Два раза имел возможность видеть Марусю и не видел, хотя не по своей вине. Больше ничего не случилось, писать опять, верно, несколько дней не буду; надо отнести дневник в спальную комнату, а тут может наш Лысак отыскать.
6 ноября 1875 года. Четверг
Я эти дни не писал оттого, что не о чем было писать, - это, во-первых, и во-вторых, потому что я боялся, как бы почтенный Лысак не отнял дневник у меня. Только что прочел трагедию Шиллера \"Разбойники\". Она произвела на меня сильное впечатление. Какой нужен был могучий гений, чтобы произвести подобную трагедию. Я прежде, признаться откровенно, сильно-таки сомневался в гении Шиллера. И вот наконец убеждаюсь в том, что Шиллер был необыкновенный человек. Уж я не представляю его себе толстым, обрюзгшим бюргером, с огромной кружкой пива в руках и трубкой в зубах. Теперешняя погода заслуживает описания. Снег уже лежит повсюду. Я давно не видал такого чудесного зимнего дня.

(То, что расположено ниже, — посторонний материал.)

use super::wav::AudioFormat;
use crate::Result;
use async_trait::async_trait;
use tokio::sync::mpsc;
use tracing::debug;

type ReleaseFn = Box<dyn FnOnce() + Send>;

/// An open microphone stream delivering mono f32 chunks
///
/// The underlying device is released when the stream is dropped.
pub struct MicStream {
    format: AudioFormat,
    chunks: mpsc::UnboundedReceiver<Vec<f32>>,
    release: Option<ReleaseFn>,
}

impl MicStream {
    pub fn new(
        format: AudioFormat,
        chunks: mpsc::UnboundedReceiver<Vec<f32>>,
        release: impl FnOnce() + Send + 'static,
    ) -> Self {
        Self {
            format,
            chunks,
            release: Some(Box::new(release)),
        }
    }

    pub fn format(&self) -> AudioFormat {
        self.format
    }

    /// Next captured chunk, or `None` once the device stops delivering
    pub async fn next_chunk(&mut self) -> Option<Vec<f32>> {
        self.chunks.recv().await
    }

    /// A chunk that is already waiting, without suspending
    pub fn try_next_chunk(&mut self) -> Option<Vec<f32>> {
        self.chunks.try_recv().ok()
    }

    /// Release the device now
    pub fn release(mut self) {
        self.release_device();
    }

    fn release_device(&mut self) {
        if let Some(release) = self.release.take() {
            debug!("Releasing microphone stream");
            release();
        }
    }
}

impl Drop for MicStream {
    fn drop(&mut self) {
        self.release_device();
    }
}

/// Source of microphone streams
#[async_trait]
pub trait Microphone: Send + Sync {
    async fn open(&self) -> Result<MicStream>;
}

#[cfg(test)]
mod tests {
    use super::*;
    use std::sync::atomic::{AtomicUsize, Ordering};
    use std::sync::Arc;

    #[tokio::test]
    async fn test_release_runs_once() {
        let releases = Arc::new(AtomicUsize::new(0));
        let counter = Arc::clone(&releases);
        let (tx, rx) = mpsc::unbounded_channel();
        let mut stream = MicStream::new(AudioFormat::mono(16000), rx, move || {
            counter.fetch_add(1, Ordering::SeqCst);
        });

        tx.send(vec![0.5; 4]).unwrap();
        assert_eq!(stream.next_chunk().await, Some(vec![0.5; 4]));

        stream.release();
        assert_eq!(releases.load(Ordering::SeqCst), 1);
    }

    #[test]
    fn test_drop_releases_device() {
        let releases = Arc::new(AtomicUsize::new(0));
        let counter = Arc::clone(&releases);
        let (_tx, rx) = mpsc::unbounded_channel();
        let stream = MicStream::new(AudioFormat::default(), rx, move || {
            counter.fetch_add(1, Ordering::SeqCst);
        });

        drop(stream);
        assert_eq!(releases.load(Ordering::SeqCst), 1);
    }
}
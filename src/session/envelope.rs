//! Human-readable detail extraction from session error envelopes
//!
//! The session endpoint (and whatever proxies it) reports failures in several
//! shapes. Candidates are checked in order:
//! 1. `{"error": "..."}`
//! 2. `{"error": {"message": "..."}}`
//! 3. `{"details": "..."}`
//! 4. `{"details": {"error": "..."}}` or `{"details": {"error": {"message": "..."}}}`
//! 5. `{"message": "..."}`
//!
//! and the fallback (usually the HTTP status text) is used otherwise.

use serde_json::Value;

fn string_or_message(value: &Value) -> Option<&str> {
    match value {
        Value::String(s) => Some(s),
        Value::Object(map) => map.get("message").and_then(Value::as_str),
        _ => None,
    }
}

/// Pick the most specific error detail from a decoded response body
pub fn extract_error_detail(payload: &Value, fallback: &str) -> String {
    let detail = payload
        .get("error")
        .and_then(string_or_message)
        .or_else(|| match payload.get("details") {
            Some(Value::String(s)) => Some(s.as_str()),
            Some(Value::Object(details)) => details.get("error").and_then(string_or_message),
            _ => None,
        })
        .or_else(|| payload.get("message").and_then(Value::as_str));

    detail.unwrap_or(fallback).to_string()
}
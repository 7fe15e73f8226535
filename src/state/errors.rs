//! Error channel aggregation
//!
//! Each producer (readiness gate, session provider, response lifecycle) owns
//! exactly one slot and only ever writes that slot. The slots are reduced to a
//! single presented error by fixed priority: script, then session, then
//! integration.

use parking_lot::RwLock;
use std::sync::Arc;

/// Independent error slots, in presentation priority order
#[derive(Clone, Copy, Debug, PartialEq, Eq, Hash)]
pub enum ErrorSlot {
    /// Widget runtime failed to load or register
    Script,
    /// Credential exchange or workflow configuration failed
    Session,
    /// In-conversation runtime error
    Integration,
}

impl ErrorSlot {
    /// All slots, highest priority first
    pub const PRIORITY: [ErrorSlot; 3] = [ErrorSlot::Script, ErrorSlot::Session, ErrorSlot::Integration];
}

impl std::fmt::Display for ErrorSlot {
    fn fmt(&self, f: &mut std::fmt::Formatter<'_>) -> std::fmt::Result {
        match self {
            ErrorSlot::Script => write!(f, "script"),
            ErrorSlot::Session => write!(f, "session"),
            ErrorSlot::Integration => write!(f, "integration"),
        }
    }
}

/// The error presented to the user
#[derive(Clone, Debug, PartialEq, Eq)]
pub struct PresentedError {
    pub slot: ErrorSlot,
    pub message: String,
    pub retryable: bool,
}

/// All error slots plus the retryable flag
#[derive(Clone, Debug, Default, PartialEq, Eq)]
pub struct ErrorState {
    pub script: Option<String>,
    pub session: Option<String>,
    pub integration: Option<String>,
    pub retryable: bool,
}

impl ErrorState {
    /// Create an empty error state
    pub fn new() -> Self {
        Self::default()
    }

    /// Read a single slot
    pub fn slot(&self, slot: ErrorSlot) -> Option<&str> {
        match slot {
            ErrorSlot::Script => self.script.as_deref(),
            ErrorSlot::Session => self.session.as_deref(),
            ErrorSlot::Integration => self.integration.as_deref(),
        }
    }

    fn slot_mut(&mut self, slot: ErrorSlot) -> &mut Option<String> {
        match slot {
            ErrorSlot::Script => &mut self.script,
            ErrorSlot::Session => &mut self.session,
            ErrorSlot::Integration => &mut self.integration,
        }
    }

    /// Write a single slot, leaving the others untouched
    pub fn set(&mut self, slot: ErrorSlot, message: Option<String>) {
        *self.slot_mut(slot) = message;
    }

    /// Highest-priority non-empty slot
    pub fn presented(&self) -> Option<PresentedError> {
        ErrorSlot::PRIORITY.iter().find_map(|&slot| {
            self.slot(slot).map(|message| PresentedError {
                slot,
                message: message.to_string(),
                retryable: self.retryable,
            })
        })
    }

    /// Check if any slot holds an error
    pub fn has_error(&self) -> bool {
        self.presented().is_some()
    }
}

/// Shared handle to the error state
///
/// Cloning the channel shares the underlying state, the same way the
/// orchestrator shares it with each producer.
#[derive(Clone, Debug, Default)]
pub struct ErrorChannel {
    inner: Arc<RwLock<ErrorState>>,
}

impl ErrorChannel {
    /// Create a channel with every slot empty
    pub fn new() -> Self {
        Self::default()
    }

    /// Merge one slot into the state without touching the others
    pub fn set_error(&self, slot: ErrorSlot, message: Option<String>) {
        self.inner.write().set(slot, message);
    }

    /// Set a slot together with the retryable flag
    pub fn fail(&self, slot: ErrorSlot, message: impl Into<String>, retryable: bool) {
        let mut state = self.inner.write();
        state.set(slot, Some(message.into()));
        state.retryable = retryable;
    }

    /// Clear the given slots
    pub fn clear(&self, slots: &[ErrorSlot]) {
        let mut state = self.inner.write();
        for &slot in slots {
            state.set(slot, None);
        }
    }

    /// Highest-priority error, if any
    pub fn presented_error(&self) -> Option<PresentedError> {
        self.inner.read().presented()
    }

    /// Whether the presented error may be retried
    pub fn is_retryable(&self) -> bool {
        self.inner.read().retryable
    }

    /// Clear every slot and the retryable flag at once
    pub fn reset(&self) {
        *self.inner.write() = ErrorState::new();
    }

    /// Copy of the current state (no lock held after return)
    pub fn snapshot(&self) -> ErrorState {
        self.inner.read().clone()
    }
}

#[cfg(test)]
mod tests {
    use super::*;

    #[test]
    fn test_empty_state_presents_nothing() {
        let channel = ErrorChannel::new();
        assert!(channel.presented_error().is_none());
        assert!(!channel.is_retryable());
    }

    #[test]
    fn test_priority_order() {
        let channel = ErrorChannel::new();
        channel.set_error(ErrorSlot::Integration, Some("integration".into()));
        assert_eq!(
            channel.presented_error().map(|e| e.message),
            Some("integration".to_string())
        );

        channel.set_error(ErrorSlot::Session, Some("session".into()));
        assert_eq!(
            channel.presented_error().map(|e| e.slot),
            Some(ErrorSlot::Session)
        );

        channel.set_error(ErrorSlot::Script, Some("script".into()));
        assert_eq!(
            channel.presented_error().map(|e| e.message),
            Some("script".to_string())
        );

        channel.set_error(ErrorSlot::Script, None);
        assert_eq!(
            channel.presented_error().map(|e| e.message),
            Some("session".to_string())
        );
    }

    #[test]
    fn test_partial_update_keeps_other_slots() {
        let channel = ErrorChannel::new();
        channel.set_error(ErrorSlot::Script, Some("a".into()));
        channel.set_error(ErrorSlot::Session, Some("b".into()));
        channel.clear(&[ErrorSlot::Session, ErrorSlot::Integration]);

        let state = channel.snapshot();
        assert_eq!(state.script.as_deref(), Some("a"));
        assert!(state.session.is_none());
    }

    #[test]
    fn test_every_sequence_presents_highest_priority() {
        // Walk all 27 combinations of (none, first, second) per slot
        let values = [None, Some("x"), Some("y")];
        for script in values {
            for session in values {
                for integration in values {
                    let channel = ErrorChannel::new();
                    channel.set_error(ErrorSlot::Integration, integration.map(String::from));
                    channel.set_error(ErrorSlot::Session, session.map(String::from));
                    channel.set_error(ErrorSlot::Script, script.map(String::from));

                    let expected = script.or(session).or(integration).map(String::from);
                    assert_eq!(channel.presented_error().map(|e| e.message), expected);
                }
            }
        }
    }

    #[test]
    fn test_fail_sets_retryable() {
        let channel = ErrorChannel::new();
        channel.fail(ErrorSlot::Session, "down", true);
        let presented = channel.presented_error().unwrap();
        assert!(presented.retryable);
        assert!(channel.is_retryable());
    }

    #[test]
    fn test_reset_clears_everything() {
        let channel = ErrorChannel::new();
        channel.fail(ErrorSlot::Script, "a", true);
        channel.set_error(ErrorSlot::Integration, Some("c".into()));
        channel.reset();
        assert_eq!(channel.snapshot(), ErrorState::default());
    }

    #[test]
    fn test_clones_share_state() {
        let channel = ErrorChannel::new();
        let producer = channel.clone();
        producer.set_error(ErrorSlot::Session, Some("shared".into()));
        assert_eq!(channel.snapshot().session.as_deref(), Some("shared"));
    }
}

Небо совсем чисто, лишь там, полускрываясь в его синеве, плывет легкое, белое и полупрозрачное облачко, будто вытканное из легких кружев. Солнце начинает заходить, и весь плац покрывается мало-помалу тенью. Однако последние лучи солнечные еще блестят золотой нитью на снегу и, как бы прощаясь, блестят цветами радуги в снежинках. Я думаю всегда о Марье Арсеньевне. Впрочем, об этом нечего писать, это само собой разумеется. Тот же день перед обедом. Сейчас я испытал новое удовольствие: любовался через форточку спальни белизной снега, картиной крыш домов на Петербургской стороне и дышал свежим не гимназическим воздухом! Огромная редкость для меня в середине недели!
24 ноября 1875 года
Она здесь! Я видел ее. Кто и что - объясню потом подробней, теперь не могу, иду танцевать. Танцы кончились, все пьют чай. Постараюсь, по возможности хладнокровно, передать, что произошло. Сегодня именины Кати, поэтому позваны гости. Я очень сожалел, что не могу быть на именинах, так как сегодня понедельник, следовательно - учебный день. Можно представить себе мою радость, когда дядя мне вручает письмо, заключающее в себе просьбу об отпуске моем на сегодняшний день. После некоторого колебания воспитатель соглашается, и в 3 часа, после уроков, одевшись и почистившись, я лечу стрелой домой, раздеваюсь, поздравляю Катю и с нетерпением слежу за всеми, кто приходит. Вот уж пришло довольно много гостей, а тех, кого я ожидаю, нет как нет. Наконец, к моей неописанной радости, являются: Григорий Васильевич, Анна Арсеньевна и Марья Арсеньевна! Я не знаю, что со мной делается: мне и скучно, как-то необъяснимо скучно, и вместе с тем беспредельно, бесконечно весело. Я не знаю, за что приняться, возьму книгу, пробегу глазами две-три строки и опять закрываю, ничего не могу прочесть, верно, оттого, что меня так и тянет в гостиную. Так прошло несколько времени до тех пор, пока я не сделался в состоянии несколько владеть собою. Наконец я вошел в гостиную, поклонился как только мог ловчее всем присутствующим, преимущественно наклоняя голову в сторону Марьи Арсеньевны, и я заметил, что она сильно покраснела. Я это вполне понимаю: ей, конечно, не могло быть приятно встретиться со мною после летней истории. Однако я, постояв у дверей и отвечая на вопросы односложными словами: \"да\" и \"нет\", улучил минутку и выскользнул из гостиной. О чем еще говорить? Играл в шахматы и шашки, был счастлив до тех пор, пока не пришло время танцев. Она сидела все время в углу с одной знакомой, А.П.Колоколовой, не принимая в танцах ни малейшего участия. Впоследствии она протанцевала раза два вальс, потом кадриль и снова удалилась в свой уголок, наблюдая за танцами.